Machen sich solche Symptome bemerkbar, ist ein grundlegendes Umdenken gefordert – je früher, desto besser. Denn spätestens ab diesem Zeitpunkt reichen das Wellness-Weekend oder die zwei Wochen Ferien nicht mehr aus, um sich zu erholen. Umdenken bedeutet jedoch nicht, sich ein halbes Jahr in ein Kloster zurückzuziehen oder auf eine Weltreise zu gehen. Oft genügt es, die belastenden Verhaltensweisen zu erkennen und aufzubrechen. Auf diese Weise gestaltet sich der Einschnitt weniger radikal. Wer tatsächlich an einem Burnout erkrankt, braucht häufig Monate, wenn nicht Jahre, um sich zu erholen und wieder zu sich selbst zu finden.

Eigenverantwortung: der Schlüssel zur eigenen Mitte
Ehrlich sein mit sich selbst und aktiv Hilfe holen sind die ersten Schritte zur Genesung. Dabei sind die Familie, Freunde oder der Partner nicht immer die optimalen Ansprechpartner. Sei es, weil sie emotional involviert sind oder etwa weil sich die Kommunikation in der Partnerschaft in dieser Phase ohnehin schon schwierig gestaltet. Ein Coaching durch einen neutralen Berater, mit einem Blick von aussen, kann darum entscheidende Unterstützung und Impulse geben, um aus einem Burnout herauszufinden oder im Idealfall ein Ausbrennen schon vorher zu verhindern. Das Ziel: Lösungen Schritt für Schritt erarbeiten, um Muster zu ändern, die krank machen.

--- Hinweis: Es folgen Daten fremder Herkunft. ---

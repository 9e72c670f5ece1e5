//! 语音转写与临床摘要服务客户端

use crate::connectors::{
    add_auth_headers, build_client, ensure_success, parse_json, HttpCollaboratorConfig,
};
use anyhow::{anyhow, Context};
use async_trait::async_trait;
use bytes::Bytes;
use reqwest::multipart::{Form, Part};
use scanahead_core::utils::VOICE_NOTE_FILE;
use scanahead_core::{ClinicalSummary, PartialClinicalSummary, Result, ScanAheadError};
use serde_json::{json, Value};
use tracing::debug;

/// 语音转文字服务
#[async_trait]
pub trait TranscriptionService: Send + Sync {
    async fn transcribe(&self, audio: Bytes, mime_type: &str) -> Result<String>;
}

/// 文本摘要服务
#[async_trait]
pub trait SummaryService: Send + Sync {
    async fn summarize(&self, text: &str) -> Result<ClinicalSummary>;
}

/// 基于 HTTP multipart 上传的转写客户端
pub struct HttpTranscriptionClient {
    client: reqwest::Client,
    config: HttpCollaboratorConfig,
    endpoint: String,
}

impl HttpTranscriptionClient {
    /// 未配置 endpoint 时返回 `None`
    pub fn from_config(config: &HttpCollaboratorConfig) -> Result<Option<Self>> {
        let endpoint = match &config.endpoint {
            Some(endpoint) if config.is_configured() => endpoint.clone(),
            _ => return Ok(None),
        };
        let client = build_client(config.timeout())
            .map_err(|e| ScanAheadError::Config(format!("{:#}", e)))?;
        Ok(Some(Self {
            client,
            config: config.clone(),
            endpoint,
        }))
    }

    async fn request(&self, audio: Bytes, mime_type: &str) -> anyhow::Result<String> {
        let part = Part::stream(audio)
            .file_name(VOICE_NOTE_FILE)
            .mime_str(mime_type)?;
        let mut form = Form::new().part("file", part);
        for (name, value) in &self.config.form_fields {
            form = form.text(name.clone(), value.clone());
        }

        let request = self.client.post(&self.endpoint).multipart(form);
        let response = add_auth_headers(request, &self.config.authentication)
            .send()
            .await?;
        let response = ensure_success(response).await?;

        let content_type = response
            .headers()
            .get(reqwest::header::CONTENT_TYPE)
            .and_then(|value| value.to_str().ok())
            .unwrap_or_default()
            .to_string();
        let body = response.bytes().await?;
        parse_transcript(&content_type, &body)
    }
}

#[async_trait]
impl TranscriptionService for HttpTranscriptionClient {
    async fn transcribe(&self, audio: Bytes, mime_type: &str) -> Result<String> {
        debug!("Sending {} bytes of audio for transcription", audio.len());
        self.request(audio, mime_type)
            .await
            .map_err(|e| ScanAheadError::Enrichment(format!("转写失败: {:#}", e)))
    }
}

/// 解析转写服务的响应
///
/// JSON 响应可以是字符串本身，或带 `text` / `transcription` 字段的对象；
/// 其他内容类型按纯文本处理。
pub fn parse_transcript(content_type: &str, body: &[u8]) -> anyhow::Result<String> {
    if !content_type.contains("application/json") {
        return Ok(String::from_utf8_lossy(body).into_owned());
    }

    let value: Value = serde_json::from_slice(body).context("invalid JSON transcription")?;
    match &value {
        Value::String(text) => Ok(text.clone()),
        Value::Object(map) => map
            .get("text")
            .and_then(Value::as_str)
            .or_else(|| map.get("transcription").and_then(Value::as_str))
            .map(str::to_string)
            .ok_or_else(|| anyhow!("unexpected JSON transcription response")),
        _ => Err(anyhow!("unexpected JSON transcription response")),
    }
}

/// 基于 HTTP JSON 的摘要客户端
pub struct HttpSummaryClient {
    client: reqwest::Client,
    config: HttpCollaboratorConfig,
    endpoint: String,
}

impl HttpSummaryClient {
    /// 未配置 endpoint 时返回 `None`
    pub fn from_config(config: &HttpCollaboratorConfig) -> Result<Option<Self>> {
        let endpoint = match &config.endpoint {
            Some(endpoint) if config.is_configured() => endpoint.clone(),
            _ => return Ok(None),
        };
        let client = build_client(config.timeout())
            .map_err(|e| ScanAheadError::Config(format!("{:#}", e)))?;
        Ok(Some(Self {
            client,
            config: config.clone(),
            endpoint,
        }))
    }

    async fn request(&self, text: &str) -> anyhow::Result<ClinicalSummary> {
        let request = self
            .client
            .post(&self.endpoint)
            .json(&json!({ "text": text }));
        let response = add_auth_headers(request, &self.config.authentication)
            .send()
            .await?;
        let partial: PartialClinicalSummary = parse_json(response).await?;
        Ok(ClinicalSummary::from(partial))
    }
}

#[async_trait]
impl SummaryService for HttpSummaryClient {
    async fn summarize(&self, text: &str) -> Result<ClinicalSummary> {
        self.request(text)
            .await
            .map_err(|e| ScanAheadError::Enrichment(format!("摘要失败: {:#}", e)))
    }
}
//! 数据库模型

use chrono::{DateTime, NaiveDate, NaiveTime, Utc};
use scanahead_core::models::*;
use sqlx::types::Json;
use sqlx::FromRow;
use uuid::Uuid;

// 数据库表模型 - 使用FromRow trait用于SQL查询

/// 数据库预约表
#[derive(Debug, FromRow)]
pub struct DbAppointment {
    pub id: Uuid,
    pub patient_id: Uuid,
    pub patient_name: String,
    pub patient_email: String,
    pub body_part: String,
    pub chief_complaint: String,
    pub preferred_date: NaiveDate,
    pub preferred_time: NaiveTime,
    pub status: String, // 存储为字符串，转换为AppointmentStatus枚举
    pub created_at: DateTime<Utc>,
}

impl From<DbAppointment> for Appointment {
    fn from(db: DbAppointment) -> Self {
        Appointment {
            id: db.id,
            patient_id: db.patient_id,
            patient_name: db.patient_name,
            patient_email: db.patient_email,
            body_part: db.body_part,
            chief_complaint: db.chief_complaint,
            preferred_date: db.preferred_date,
            preferred_time: db.preferred_time,
            status: AppointmentStatus::parse(&db.status).unwrap_or(AppointmentStatus::Submitted),
            created_at: db.created_at,
        }
    }
}

/// 数据库病例提交表
#[derive(Debug, FromRow)]
pub struct DbCaseSubmission {
    pub id: Uuid,
    pub appointment_id: Uuid,
    pub image_paths: Vec<String>,
    pub audio_path: String,
    pub video_path: Option<String>,
    pub transcription: Option<String>,
    pub transcription_state: String,
    pub ai_summary: Option<Json<ClinicalSummary>>,
    pub reconstruction_job: Option<String>,
    pub model_path: Option<String>,
    pub model_status: Option<String>, // 存储为状态名，如 QUEUED
    pub doctor_notes: Option<String>,
    pub created_at: DateTime<Utc>,
}

impl From<DbCaseSubmission> for CaseSubmission {
    fn from(db: DbCaseSubmission) -> Self {
        let transcription_state = TranscriptionState::parse(&db.transcription_state)
            .unwrap_or(match &db.transcription {
                Some(text) if text.is_empty() => TranscriptionState::Empty,
                Some(_) => TranscriptionState::Available,
                None => TranscriptionState::Failed,
            });

        CaseSubmission {
            id: db.id,
            appointment_id: db.appointment_id,
            image_paths: db.image_paths,
            audio_path: db.audio_path,
            video_path: db.video_path,
            transcription: db.transcription,
            transcription_state,
            ai_summary: db.ai_summary.map(|Json(summary)| summary),
            reconstruction_job: db.reconstruction_job.map(JobHandle::new),
            model_path: db.model_path,
            model_status: db.model_status.as_deref().map(ReconstructionStatus::parse),
            doctor_notes: db.doctor_notes,
            created_at: db.created_at,
        }
    }
}

/// 预约与病例提交的联合查询行
///
/// 提交列来自 LEFT JOIN，均为可空。
#[derive(Debug, FromRow)]
pub struct DbCaseRow {
    pub id: Uuid,
    pub patient_id: Uuid,
    pub patient_name: String,
    pub patient_email: String,
    pub body_part: String,
    pub chief_complaint: String,
    pub preferred_date: NaiveDate,
    pub preferred_time: NaiveTime,
    pub status: String,
    pub created_at: DateTime<Utc>,
    pub submission_id: Option<Uuid>,
    pub image_paths: Option<Vec<String>>,
    pub audio_path: Option<String>,
    pub video_path: Option<String>,
    pub transcription: Option<String>,
    pub transcription_state: Option<String>,
    pub ai_summary: Option<Json<ClinicalSummary>>,
    pub reconstruction_job: Option<String>,
    pub model_path: Option<String>,
    pub model_status: Option<String>,
    pub doctor_notes: Option<String>,
    pub submission_created_at: Option<DateTime<Utc>>,
}

impl From<DbCaseRow> for CaseDetail {
    fn from(row: DbCaseRow) -> Self {
        let submission = match (row.submission_id, row.audio_path, row.submission_created_at) {
            (Some(id), Some(audio_path), Some(created_at)) => Some(CaseSubmission::from(DbCaseSubmission {
                id,
                appointment_id: row.id,
                image_paths: row.image_paths.unwrap_or_default(),
                audio_path,
                video_path: row.video_path,
                transcription: row.transcription,
                transcription_state: row.transcription_state.unwrap_or_default(),
                ai_summary: row.ai_summary,
                reconstruction_job: row.reconstruction_job,
                model_path: row.model_path,
                model_status: row.model_status,
                doctor_notes: row.doctor_notes,
                created_at,
            })),
            _ => None,
        };

        let appointment = Appointment::from(DbAppointment {
            id: row.id,
            patient_id: row.patient_id,
            patient_name: row.patient_name,
            patient_email: row.patient_email,
            body_part: row.body_part,
            chief_complaint: row.chief_complaint,
            preferred_date: row.preferred_date,
            preferred_time: row.preferred_time,
            status: row.status,
            created_at: row.created_at,
        });

        CaseDetail {
            appointment,
            submission,
        }
    }
}

// 插入模型 - 用于创建新记录

/// 新预约插入模型，状态固定为 submitted
#[derive(Debug, Clone)]
pub struct NewAppointment {
    pub id: Uuid,
    pub patient_id: Uuid,
    pub patient_name: String,
    pub patient_email: String,
    pub body_part: String,
    pub chief_complaint: String,
    pub preferred_date: NaiveDate,
    pub preferred_time: NaiveTime,
}

impl NewAppointment {
    pub fn into_appointment(self, created_at: DateTime<Utc>) -> Appointment {
        Appointment {
            id: self.id,
            patient_id: self.patient_id,
            patient_name: self.patient_name,
            patient_email: self.patient_email,
            body_part: self.body_part,
            chief_complaint: self.chief_complaint,
            preferred_date: self.preferred_date,
            preferred_time: self.preferred_time,
            status: AppointmentStatus::Submitted,
            created_at,
        }
    }
}

/// 新病例提交插入模型
#[derive(Debug, Clone)]
pub struct NewCaseSubmission {
    pub id: Uuid,
    pub appointment_id: Uuid,
    pub image_paths: Vec<String>,
    pub audio_path: String,
    pub video_path: Option<String>,
    pub transcription: Option<String>,
    pub transcription_state: TranscriptionState,
    pub ai_summary: Option<ClinicalSummary>,
    pub reconstruction_job: Option<JobHandle>,
    pub model_status: Option<ReconstructionStatus>,
}

impl NewCaseSubmission {
    pub fn into_submission(self, created_at: DateTime<Utc>) -> CaseSubmission {
        CaseSubmission {
            id: self.id,
            appointment_id: self.appointment_id,
            image_paths: self.image_paths,
            audio_path: self.audio_path,
            video_path: self.video_path,
            transcription: self.transcription,
            transcription_state: self.transcription_state,
            ai_summary: self.ai_summary,
            reconstruction_job: self.reconstruction_job,
            model_path: None,
            model_status: self.model_status,
            doctor_notes: None,
            created_at,
        }
    }
}
//! 视频三维重建服务客户端
//!
//! 服务端的整数状态码只在本模块内翻译，对外只暴露 [`ReconstructionStatus`]。

use crate::connectors::{add_auth_headers, build_client, parse_json, AuthenticationConfig};
use async_trait::async_trait;
use bytes::Bytes;
use reqwest::multipart::{Form, Part};
use scanahead_core::utils::resolve_video_extension;
use scanahead_core::{JobHandle, ReconstructionStatus, Result, ScanAheadError};
use serde::{Deserialize, Serialize};
use std::time::Duration;
use tracing::{debug, info};

/// 重建参数
#[derive(Debug, Clone, PartialEq, Serialize, Deserialize)]
#[serde(default)]
pub struct ReconstructionOptions {
    pub model_quality: u8,
    pub texture_quality: u8,
    pub is_mask: u8,
    pub texture_smoothing: u8,
    pub file_format: String,
}

impl Default for ReconstructionOptions {
    fn default() -> Self {
        Self {
            model_quality: 1,
            texture_quality: 1,
            is_mask: 1,
            texture_smoothing: 1,
            file_format: "glb".to_string(),
        }
    }
}

/// 三维重建服务
#[async_trait]
pub trait ReconstructionService: Send + Sync {
    /// 上传视频并启动任务
    async fn start_job(
        &self,
        video: Bytes,
        mime_type: &str,
        options: &ReconstructionOptions,
    ) -> Result<JobHandle>;

    /// 查询一次任务状态
    async fn poll_status(&self, job: &JobHandle) -> Result<ReconstructionStatus>;

    /// 获取结果压缩包的下载地址
    async fn fetch_result_location(&self, job: &JobHandle) -> Result<String>;
}

/// 服务端状态码翻译
pub fn status_from_code(code: i64) -> ReconstructionStatus {
    match code {
        -1 => ReconstructionStatus::Uploading,
        0 => ReconstructionStatus::Processing,
        1 => ReconstructionStatus::Failed,
        2 => ReconstructionStatus::Succeeded,
        3 => ReconstructionStatus::Queued,
        4 => ReconstructionStatus::Expired,
        _ => ReconstructionStatus::Unknown,
    }
}

/// 重建服务配置
#[derive(Debug, Clone, Serialize, Deserialize)]
#[serde(default)]
pub struct KiriConfig {
    pub base_url: String,
    /// 服务端持有的令牌，不下发给客户端
    pub api_key: String,
    pub timeout_secs: u64,
    pub video_upload_path: String,
    pub status_path: String,
    pub model_zip_path: String,
    pub options: ReconstructionOptions,
}

impl Default for KiriConfig {
    fn default() -> Self {
        Self {
            base_url: "https://api.kiriengine.app/api".to_string(),
            api_key: String::new(),
            timeout_secs: 120,
            video_upload_path: "/v1/open/photo/video".to_string(),
            status_path: "/v1/open/model/getStatus".to_string(),
            model_zip_path: "/v1/open/model/getModelZip".to_string(),
            options: ReconstructionOptions::default(),
        }
    }
}

impl KiriConfig {
    pub fn is_configured(&self) -> bool {
        !self.base_url.trim().is_empty() && !self.api_key.trim().is_empty()
    }
}

/// 响应信封 `{code, msg, ok, data}`
#[derive(Debug, Deserialize)]
struct Envelope<T> {
    code: Option<i64>,
    msg: Option<String>,
    ok: Option<bool>,
    data: Option<T>,
}

impl<T> Envelope<T> {
    fn describe(&self) -> String {
        format!(
            "code={} msg={}",
            self.code.map(|c| c.to_string()).unwrap_or_else(|| "-".to_string()),
            self.msg.as_deref().unwrap_or("-")
        )
    }

    fn rejected(&self) -> bool {
        self.ok == Some(false)
    }
}

#[derive(Debug, Deserialize)]
struct UploadData {
    serialize: Option<String>,
}

#[derive(Debug, Deserialize)]
struct StatusData {
    status: Option<i64>,
}

#[derive(Debug, Deserialize)]
#[serde(rename_all = "camelCase")]
struct ModelZipData {
    model_url: Option<String>,
}

/// KIRI 视频重建客户端
pub struct KiriClient {
    client: reqwest::Client,
    config: KiriConfig,
    auth: AuthenticationConfig,
}

impl KiriClient {
    pub fn new(config: KiriConfig) -> Result<Self> {
        let client = build_client(Duration::from_secs(config.timeout_secs))
            .map_err(|e| ScanAheadError::Config(format!("{:#}", e)))?;
        let auth = AuthenticationConfig::BearerToken {
            token: config.api_key.clone(),
        };
        Ok(Self {
            client,
            config,
            auth,
        })
    }

    pub fn options(&self) -> &ReconstructionOptions {
        &self.config.options
    }

    fn url(&self, path: &str) -> String {
        format!("{}{}", self.config.base_url.trim_end_matches('/'), path)
    }

    async fn query<T: serde::de::DeserializeOwned>(
        &self,
        path: &str,
        job: &JobHandle,
    ) -> anyhow::Result<Envelope<T>> {
        let request = self
            .client
            .get(self.url(path))
            .query(&[("serialize", job.as_str())]);
        let response = add_auth_headers(request, &self.auth).send().await?;
        parse_json(response).await
    }

    async fn upload(
        &self,
        video: Bytes,
        mime_type: &str,
        options: &ReconstructionOptions,
    ) -> anyhow::Result<Envelope<UploadData>> {
        let file_name = format!("case-video.{}", resolve_video_extension(mime_type));
        let mut part = Part::stream(video).file_name(file_name);
        if !mime_type.trim().is_empty() {
            part = part.mime_str(mime_type)?;
        }

        let form = Form::new()
            .part("videoFile", part)
            .text("modelQuality", options.model_quality.to_string())
            .text("textureQuality", options.texture_quality.to_string())
            .text("isMask", options.is_mask.to_string())
            .text("textureSmoothing", options.texture_smoothing.to_string())
            .text("fileFormat", options.file_format.clone());

        let request = self
            .client
            .post(self.url(&self.config.video_upload_path))
            .multipart(form);
        let response = add_auth_headers(request, &self.auth).send().await?;
        parse_json(response).await
    }
}

#[async_trait]
impl ReconstructionService for KiriClient {
    async fn start_job(
        &self,
        video: Bytes,
        mime_type: &str,
        options: &ReconstructionOptions,
    ) -> Result<JobHandle> {
        let size = video.len();
        let envelope = self
            .upload(video, mime_type, options)
            .await
            .map_err(|e| ScanAheadError::JobStart(format!("{:#}", e)))?;

        let serialize = envelope
            .data
            .as_ref()
            .and_then(|data| data.serialize.as_deref())
            .filter(|serialize| !serialize.is_empty())
            .ok_or_else(|| ScanAheadError::JobStart(format!("响应缺少任务编号 ({})", envelope.describe())))?;

        info!("Reconstruction job {} started ({} bytes of video)", serialize, size);
        Ok(JobHandle::new(serialize))
    }

    async fn poll_status(&self, job: &JobHandle) -> Result<ReconstructionStatus> {
        let envelope: Envelope<StatusData> = self
            .query(&self.config.status_path, job)
            .await
            .map_err(|e| ScanAheadError::StatusPoll(format!("{:#}", e)))?;
        if envelope.rejected() {
            return Err(ScanAheadError::StatusPoll(envelope.describe()));
        }

        let status = envelope
            .data
            .and_then(|data| data.status)
            .map(status_from_code)
            .unwrap_or(ReconstructionStatus::Unknown);
        debug!("Reconstruction job {} reported {}", job, status.as_str());
        Ok(status)
    }

    async fn fetch_result_location(&self, job: &JobHandle) -> Result<String> {
        let envelope: Envelope<ModelZipData> = self
            .query(&self.config.model_zip_path, job)
            .await
            .map_err(|e| ScanAheadError::ArchiveFetch(format!("{:#}", e)))?;
        if envelope.rejected() {
            return Err(ScanAheadError::ArchiveFetch(envelope.describe()));
        }

        envelope
            .data
            .and_then(|data| data.model_url)
            .filter(|url| !url.is_empty())
            .ok_or_else(|| ScanAheadError::ModelNotReady(format!("任务 {} 尚无模型下载地址", job)))
    }
}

Oft ist es das Gefühl der Fremdbestimmung, das massgeblich zu einem Burnout beiträgt. Das Zauberwort heisst deshalb: Eigenverantwortung. Ein wichtiger Faktor, der die Basis eines jeden Coachings bildet. Eigenverantwortung bedeutet zum einen, Probleme an- und auszusprechen. Und zum anderen zu lernen, (wieder) sorgsam mit den eigenen Ressourcen umzugehen und ein gesundes Gleichgewicht zwischen Arbeit, Stresstoleranz und Lebenssinn zu entwickeln. Unabhängig davon, was andere erwarten oder sagen mögen. Dabei sind folgende Fragen essenziell: Was brauche ich wirklich? Wo will ich hin? Wie kann ich mehr delegieren? Und so kann eine erste Lösung sein, sich bewusst und konsequent Zeit für sich selbst zu reservieren und sich etwas Gutes zu tun. Sich persönlichen Raum zu schaffen, welcher der Anfang zu einem neuen und vor allem ausgeglichenen Leben sein kann. Wie der Weg dahin und in das neue Leben ausschaut, bestimmen allein Sie.